Collect each line of the records containing the string "DockerRootFs".

--------------------

//! Docker image manifest v2 schema 2 and image config JSON shapes.
//!
//! These are serialized bit-for-bit the way registries and the Docker
//! engine expect them, so field names and omission rules matter.

use std::collections::BTreeMap;

use chrono::{DateTime, Utc};
use serde::{Deserialize, Serialize};

/// Marker value for set-like maps (`ExposedPorts`, `Volumes`).
#[derive(Debug, Clone, Default, PartialEq, Eq, Serialize, Deserialize)]
pub struct Empty {}

#[derive(Debug, Clone, Default, PartialEq, Serialize, Deserialize)]
pub struct HealthConfig {
    #[serde(rename = "Test", default, skip_serializing_if = "Vec::is_empty")]
    pub test: Vec<String>,
    /// Nanoseconds
    #[serde(rename = "StartPeriod", default, skip_serializing_if = "is_zero")]
    pub start_period: i64,
    #[serde(rename = "StartInterval", default, skip_serializing_if = "is_zero")]
    pub start_interval: i64,
    #[serde(rename = "Interval", default, skip_serializing_if = "is_zero")]
    pub interval: i64,
    #[serde(rename = "Timeout", default, skip_serializing_if = "is_zero")]
    pub timeout: i64,
    #[serde(rename = "Retries", default, skip_serializing_if = "is_zero")]
    pub retries: i64,
}

fn is_zero(v: &i64) -> bool {
    *v == 0
}

/// The `config` block of a Docker image.
#[derive(Debug, Clone, Default, PartialEq, Serialize, Deserialize)]
pub struct DockerContainerConfig {
    #[serde(rename = "Hostname", default)]
    pub hostname: String,
    #[serde(rename = "Domainname", default)]
    pub domainname: String,
    #[serde(rename = "User", default)]
    pub user: String,
    #[serde(rename = "ExposedPorts", default, skip_serializing_if = "Option::is_none")]
    pub exposed_ports: Option<BTreeMap<String, Empty>>,
    #[serde(rename = "Env", default, skip_serializing_if = "Option::is_none")]
    pub env: Option<Vec<String>>,
    #[serde(rename = "Cmd", default, skip_serializing_if = "Option::is_none")]
    pub cmd: Option<Vec<String>>,
    #[serde(rename = "Healthcheck", default, skip_serializing_if = "Option::is_none")]
    pub healthcheck: Option<HealthConfig>,
    #[serde(rename = "ArgsEscaped", default, skip_serializing_if = "std::ops::Not::not")]
    pub args_escaped: bool,
    #[serde(rename = "Image", default)]
    pub image: String,
    #[serde(rename = "Volumes", default, skip_serializing_if = "Option::is_none")]
    pub volumes: Option<BTreeMap<String, Empty>>,
    #[serde(rename = "WorkingDir", default)]
    pub working_dir: String,
    #[serde(rename = "Entrypoint", default, skip_serializing_if = "Option::is_none")]
    pub entrypoint: Option<Vec<String>>,
    #[serde(rename = "OnBuild", default, skip_serializing_if = "Option::is_none")]
    pub on_build: Option<Vec<String>>,
    #[serde(rename = "Labels", default, skip_serializing_if = "Option::is_none")]
    pub labels: Option<BTreeMap<String, String>>,
    #[serde(rename = "StopSignal", default, skip_serializing_if = "String::is_empty")]
    pub stop_signal: String,
    #[serde(rename = "Shell", default, skip_serializing_if = "Option::is_none")]
    pub shell: Option<Vec<String>>,
}

#[derive(Debug, Clone, Default, PartialEq, Serialize, Deserialize)]
pub struct DockerRootFs {
    #[serde(rename = "type")]
    pub kind: String,
    #[serde(default)]
    pub diff_ids: Vec<String>,
}

#[derive(Debug, Clone, Default, PartialEq, Serialize, Deserialize)]
pub struct DockerHistory {
    #[serde(default, skip_serializing_if = "Option::is_none")]
    pub created: Option<DateTime<Utc>>,
    #[serde(default, skip_serializing_if = "String::is_empty")]
    pub author: String,
    #[serde(default, skip_serializing_if = "String::is_empty")]
    pub created_by: String,
    #[serde(default, skip_serializing_if = "String::is_empty")]
    pub comment: String,
    #[serde(default, skip_serializing_if = "std::ops::Not::not")]
    pub empty_layer: bool,
}

/// A Docker image config (`application/vnd.docker.container.image.v1+json`).
///
/// Parsing is lenient: OCI image configs deserialize into this type too,
/// since every OCI field has a Docker counterpart.
#[derive(Debug, Clone, Default, PartialEq, Serialize, Deserialize)]
pub struct DockerImage {
    #[serde(default, skip_serializing_if = "String::is_empty")]
    pub id: String,
    #[serde(default, skip_serializing_if = "String::is_empty")]
    pub parent: String,
    #[serde(default, skip_serializing_if = "String::is_empty")]
    pub comment: String,
    #[serde(default, skip_serializing_if = "Option::is_none")]
    pub created: Option<DateTime<Utc>>,
    #[serde(default, skip_serializing_if = "String::is_empty")]
    pub container: String,
    #[serde(default, skip_serializing_if = "Option::is_none")]
    pub container_config: Option<DockerContainerConfig>,
    #[serde(default, skip_serializing_if = "String::is_empty")]
    pub docker_version: String,
    #[serde(default, skip_serializing_if = "String::is_empty")]
    pub author: String,
    #[serde(default, skip_serializing_if = "Option::is_none")]
    pub config: Option<DockerContainerConfig>,
    #[serde(default)]
    pub architecture: String,
    #[serde(default, skip_serializing_if = "String::is_empty")]
    pub variant: String,
    #[serde(default)]
    pub os: String,
    #[serde(rename = "os.version", default, skip_serializing_if = "String::is_empty")]
    pub os_version: String,
    #[serde(rename = "os.features", default, skip_serializing_if = "Vec::is_empty")]
    pub os_features: Vec<String>,
    #[serde(default, skip_serializing_if = "Option::is_none")]
    pub size: Option<i64>,
    #[serde(default)]
    pub rootfs: Option<DockerRootFs>,
    #[serde(default, skip_serializing_if = "Vec::is_empty")]
    pub history: Vec<DockerHistory>,
}

/// A blob reference inside a Docker manifest.
#[derive(Debug, Clone, PartialEq, Serialize, Deserialize)]
#[serde(rename_all = "camelCase")]
pub struct DockerDescriptor {
    pub media_type: String,
    pub size: i64,
    pub digest: String,
    #[serde(default, skip_serializing_if = "Vec::is_empty")]
    pub urls: Vec<String>,
}

/// Docker image manifest, schema version 2.
#[derive(Debug, Clone, PartialEq, Serialize, Deserialize)]
#[serde(rename_all = "camelCase")]
pub struct DockerManifest {
    pub schema_version: u32,
    pub media_type: String,
    pub config: DockerDescriptor,
    pub layers: Vec<DockerDescriptor>,
}

#[cfg(test)]
mod tests {
    use super::*;

    #[test]
    fn test_parse_oci_config_as_docker() {
        let raw = r#"{
            "architecture": "amd64",
            "os": "linux",
            "config": {"Env": ["PATH=/bin"], "Entrypoint": ["/init"], "ExposedPorts": {"80/tcp": {}}},
            "rootfs": {"type": "layers", "diff_ids": ["sha256:aa"]},
            "history": [{"created_by": "init", "empty_layer": true}]
        }"#;
        let image: DockerImage = serde_json::from_str(raw).unwrap();
        let config = image.config.unwrap();
        assert_eq!(config.entrypoint, Some(vec!["/init".to_string()]));
        assert!(config.exposed_ports.unwrap().contains_key("80/tcp"));
        assert_eq!(image.rootfs.unwrap().diff_ids, vec!["sha256:aa".to_string()]);
        assert!(image.history[0].empty_layer);
    }

    #[test]
    fn test_manifest_field_names() {
        let manifest = DockerManifest {
            schema_version: 2,
            media_type: crate::define::DOCKER_MANIFEST_MEDIA_TYPE.to_string(),
            config: DockerDescriptor {
                media_type: crate::define::DOCKER_CONFIG_MEDIA_TYPE.to_string(),
                size: 10,
                digest: "sha256:00".to_string(),
                urls: Vec::new(),
            },
            layers: Vec::new(),
        };
        let json = serde_json::to_string(&manifest).unwrap();
        assert!(json.contains("\"schemaVersion\":2"));
        assert!(json.contains("\"mediaType\""));
        assert!(!json.contains("urls"));
    }

    #[test]
    fn test_omitted_fields() {
        let history = DockerHistory {
            created_by: "x".to_string(),
            ..Default::default()
        };
        let json = serde_json::to_string(&history).unwrap();
        assert_eq!(json, r#"{"created_by":"x"}"#);
    }
}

--------------------

RESULT OF THE EXERCISE:
pub struct DockerRootFs {
    pub rootfs: Option<DockerRootFs>,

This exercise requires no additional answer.